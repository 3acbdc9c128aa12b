//! Field normalizer: free-form cell text to numbers.
//!
//! Everything here is pure and total. Malformed input is routine in this
//! dataset ("NEW", "-", "500-1000", stray commas), so instead of returning
//! errors the parsers return `None` (or a default for votes) and let the
//! filter decide what an unknown value means.

use regex::Regex;
use std::sync::LazyLock;

/// `<number>/5`, with optional whitespace around the slash.
static RATING_RE: LazyLock<Regex> =
    LazyLock::new(|| Regex::new(r"(?i)([0-9]+\.?[0-9]*)\s*/\s*5").expect("valid rating regex"));

/// Highest value a rating can legitimately take.
pub const MAX_RATING: f64 = 5.0;

/// Tokens the source uses for "not rated yet".
const UNRATED_TOKENS: [&str; 2] = ["new", "-"];

/// Parse rating text into a number.
///
/// Examples: "4.1/5" -> Some(4.1)
///           " 4.2 / 5 " -> Some(4.2)
///           "NEW" | "-" | "" -> None
pub fn parse_rating(text: Option<&str>) -> Option<f64> {
    let text = text?.trim();
    if text.is_empty() || UNRATED_TOKENS.iter().any(|t| text.eq_ignore_ascii_case(t)) {
        return None;
    }

    let captures = RATING_RE.captures(text)?;
    let value: f64 = captures.get(1)?.as_str().parse().ok()?;
    (0.0..=MAX_RATING).contains(&value).then_some(value)
}

/// Parse approximate-cost text into a number.
///
/// Commas are treated as thousands separators. A hyphenated range is reduced
/// to its upper bound because filtering works against a budget ceiling.
///
/// Examples: "800" -> Some(800.0)
///           "1,000" -> Some(1000.0)
///           "500-1000" -> Some(1000.0)
///           "" | "abc" -> None
pub fn parse_cost(text: Option<&str>) -> Option<f64> {
    let cleaned = text?.trim().replace(',', "");
    if cleaned.is_empty() {
        return None;
    }

    if cleaned.contains('-') {
        let mut upper: Option<f64> = None;
        for segment in cleaned.split('-').map(str::trim).filter(|s| !s.is_empty()) {
            // one bad segment spoils the whole range
            let value = parse_number(segment)?;
            upper = Some(upper.map_or(value, |u| u.max(value)));
        }
        return upper;
    }

    parse_number(&cleaned)
}

/// Parse vote-count text into a non-negative integer, defaulting to 0.
///
/// Accepts plain integers and integral-looking floats ("12.0"), since some
/// exports write counts that way.
pub fn parse_votes(text: Option<&str>) -> u64 {
    let Some(text) = text.map(str::trim).filter(|t| !t.is_empty()) else {
        return 0;
    };

    if let Ok(votes) = text.parse::<u64>() {
        return votes;
    }

    match parse_number(text) {
        Some(value) if value >= 0.0 => value.trunc() as u64,
        _ => 0,
    }
}

/// Finite float parse; "inf" and "NaN" are not numbers for our purposes.
pub(crate) fn parse_number(text: &str) -> Option<f64> {
    text.parse::<f64>().ok().filter(|v| v.is_finite())
}

#[cfg(test)]
mod tests {
    use super::*;

    #[test]
    fn test_parse_rating_valid_formats() {
        assert_eq!(parse_rating(Some("4.1/5")), Some(4.1));
        assert_eq!(parse_rating(Some("4.0/5")), Some(4.0));
        assert_eq!(parse_rating(Some("5/5")), Some(5.0));
        assert_eq!(parse_rating(Some("3.5/5")), Some(3.5));
        assert_eq!(parse_rating(Some(" 4.2 / 5 ")), Some(4.2));
        assert_eq!(parse_rating(Some("3.9 /5")), Some(3.9));
    }

    #[test]
    fn test_parse_rating_unrated() {
        assert_eq!(parse_rating(Some("NEW")), None);
        assert_eq!(parse_rating(Some("new")), None);
        assert_eq!(parse_rating(Some("-")), None);
        assert_eq!(parse_rating(Some("")), None);
        assert_eq!(parse_rating(Some("   ")), None);
        assert_eq!(parse_rating(None), None);
    }

    #[test]
    fn test_parse_rating_no_pattern() {
        assert_eq!(parse_rating(Some("great")), None);
        assert_eq!(parse_rating(Some("4.1")), None);
        assert_eq!(parse_rating(Some("4.1/10")), None);
        // out of range for a five-point scale
        assert_eq!(parse_rating(Some("7/5")), None);
    }

    #[test]
    fn test_parse_cost_single_values() {
        assert_eq!(parse_cost(Some("800")), Some(800.0));
        assert_eq!(parse_cost(Some("300")), Some(300.0));
        assert_eq!(parse_cost(Some("1,000")), Some(1000.0));
        assert_eq!(parse_cost(Some("2,500")), Some(2500.0));
        assert_eq!(parse_cost(Some(" 450 ")), Some(450.0));
    }

    #[test]
    fn test_parse_cost_range_uses_max() {
        assert_eq!(parse_cost(Some("500-1000")), Some(1000.0));
        assert_eq!(parse_cost(Some("300-600")), Some(600.0));
        assert_eq!(parse_cost(Some("1,200 - 800")), Some(1200.0));
        assert_eq!(parse_cost(Some("-400")), Some(400.0));
    }

    #[test]
    fn test_parse_cost_malformed() {
        assert_eq!(parse_cost(Some("")), None);
        assert_eq!(parse_cost(None), None);
        assert_eq!(parse_cost(Some("abc")), None);
        assert_eq!(parse_cost(Some("-")), None);
        assert_eq!(parse_cost(Some("500-abc")), None);
        assert_eq!(parse_cost(Some("inf")), None);
    }

    #[test]
    fn test_parse_votes() {
        assert_eq!(parse_votes(Some("100")), 100);
        assert_eq!(parse_votes(Some(" 42 ")), 42);
        assert_eq!(parse_votes(Some("12.0")), 12);
        assert_eq!(parse_votes(Some("many")), 0);
        assert_eq!(parse_votes(Some("-3")), 0);
        assert_eq!(parse_votes(Some("")), 0);
        assert_eq!(parse_votes(None), 0);
    }
}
============
PROBLEM TO WORK ON: A faithful transcription of all the material is what this exercise calls for.

TASK OUTPUT:
repository 3acbdc9c128aa12b
//! Field normalizer: free-form cell text to numbers.
//!
//! Everything here is pure and total. Malformed input is routine in this
//! dataset ("NEW", "-", "500-1000", stray commas), so instead of returning
//! errors the parsers return `None` (or a default for votes) and let the
//! filter decide what an unknown value means.

use regex::Regex;
use std::sync::LazyLock;

/// `<number>/5`, with optional whitespace around the slash.
static RATING_RE: LazyLock<Regex> =
    LazyLock::new(|| Regex::new(r"(?i)([0-9]+\.?[0-9]*)\s*/\s*5").expect("valid rating regex"));

/// Highest value a rating can legitimately take.
pub const MAX_RATING: f64 = 5.0;

/// Tokens the source uses for "not rated yet".
const UNRATED_TOKENS: [&str; 2] = ["new", "-"];

/// Parse rating text into a number.
///
/// Examples: "4.1/5" -> Some(4.1)
///           " 4.2 / 5 " -> Some(4.2)
///           "NEW" | "-" | "" -> None
pub fn parse_rating(text: Option<&str>) -> Option<f64> {
    let text = text?.trim();
    if text.is_empty() || UNRATED_TOKENS.iter().any(|t| text.eq_ignore_ascii_case(t)) {
        return None;
    }

    let captures = RATING_RE.captures(text)?;
    let value: f64 = captures.get(1)?.as_str().parse().ok()?;
    (0.0..=MAX_RATING).contains(&value).then_some(value)
}

/// Parse approximate-cost text into a number.
///
/// Commas are treated as thousands separators. A hyphenated range is reduced
/// to its upper bound because filtering works against a budget ceiling.
///
/// Examples: "800" -> Some(800.0)
///           "1,000" -> Some(1000.0)
///           "500-1000" -> Some(1000.0)
///           "" | "abc" -> None
pub fn parse_cost(text: Option<&str>) -> Option<f64> {
    let cleaned = text?.trim().replace(',', "");
    if cleaned.is_empty() {
        return None;
    }

    if cleaned.contains('-') {
        let mut upper: Option<f64> = None;
        for segment in cleaned.split('-').map(str::trim).filter(|s| !s.is_empty()) {
            // one bad segment spoils the whole range
            let value = parse_number(segment)?;
            upper = Some(upper.map_or(value, |u| u.max(value)));
        }
        return upper;
    }

    parse_number(&cleaned)
}

/// Parse vote-count text into a non-negative integer, defaulting to 0.
///
/// Accepts plain integers and integral-looking floats ("12.0"), since some
/// exports write counts that way.
pub fn parse_votes(text: Option<&str>) -> u64 {
    let Some(text) = text.map(str::trim).filter(|t| !t.is_empty()) else {
        return 0;
    };

    if let Ok(votes) = text.parse::<u64>() {
        return votes;
    }

    match parse_number(text) {
        Some(value) if value >= 0.0 => value.trunc() as u64,
        _ => 0,
    }
}

/// Finite float parse; "inf" and "NaN" are not numbers for our purposes.
pub(crate) fn parse_number(text: &str) -> Option<f64> {
    text.parse::<f64>().ok().filter(|v| v.is_finite())
}

#[cfg(test)]
mod tests {
    use super::*;

    #[test]
    fn test_parse_rating_valid_formats() {
        assert_eq!(parse_rating(Some("4.1/5")), Some(4.1));
        assert_eq!(parse_rating(Some("4.0/5")), Some(4.0));
        assert_eq!(parse_rating(Some("5/5")), Some(5.0));
        assert_eq!(parse_rating(Some("3.5/5")), Some(3.5));
        assert_eq!(parse_rating(Some(" 4.2 / 5 ")), Some(4.2));
        assert_eq!(parse_rating(Some("3.9 /5")), Some(3.9));
    }

    #[test]
    fn test_parse_rating_unrated() {
        assert_eq!(parse_rating(Some("NEW")), None);
        assert_eq!(parse_rating(Some("new")), None);
        assert_eq!(parse_rating(Some("-")), None);
        assert_eq!(parse_rating(Some("")), None);
        assert_eq!(parse_rating(Some("   ")), None);
        assert_eq!(parse_rating(None), None);
    }

    #[test]
    fn test_parse_rating_no_pattern() {
        assert_eq!(parse_rating(Some("great")), None);
        assert_eq!(parse_rating(Some("4.1")), None);
        assert_eq!(parse_rating(Some("4.1/10")), None);
        // out of range for a five-point scale
        assert_eq!(parse_rating(Some("7/5")), None);
    }

    #[test]
    fn test_parse_cost_single_values() {
        assert_eq!(parse_cost(Some("800")), Some(800.0));
        assert_eq!(parse_cost(Some("300")), Some(300.0));
        assert_eq!(parse_cost(Some("1,000")), Some(1000.0));
        assert_eq!(parse_cost(Some("2,500")), Some(2500.0));
        assert_eq!(parse_cost(Some(" 450 ")), Some(450.0));
    }

    #[test]
    fn test_parse_cost_range_uses_max() {
        assert_eq!(parse_cost(Some("500-1000")), Some(1000.0));
        assert_eq!(parse_cost(Some("300-600")), Some(600.0));
        assert_eq!(parse_cost(Some("1,200 - 800")), Some(1200.0));
        assert_eq!(parse_cost(Some("-400")), Some(400.0));
    }

    #[test]
    fn test_parse_cost_malformed() {
        assert_eq!(parse_cost(Some("")), None);
        assert_eq!(parse_cost(None), None);
        assert_eq!(parse_cost(Some("abc")), None);
        assert_eq!(parse_cost(Some("-")), None);
        assert_eq!(parse_cost(Some("500-abc")), None);
        assert_eq!(parse_cost(Some("inf")), None);
    }

    #[test]
    fn test_parse_votes() {
        assert_eq!(parse_votes(Some("100")), 100);
        assert_eq!(parse_votes(Some(" 42 ")), 42);
        assert_eq!(parse_votes(Some("12.0")), 12);
        assert_eq!(parse_votes(Some("many")), 0);
        assert_eq!(parse_votes(Some("-3")), 0);
        assert_eq!(parse_votes(Some("")), 0);
        assert_eq!(parse_votes(None), 0);
    }
}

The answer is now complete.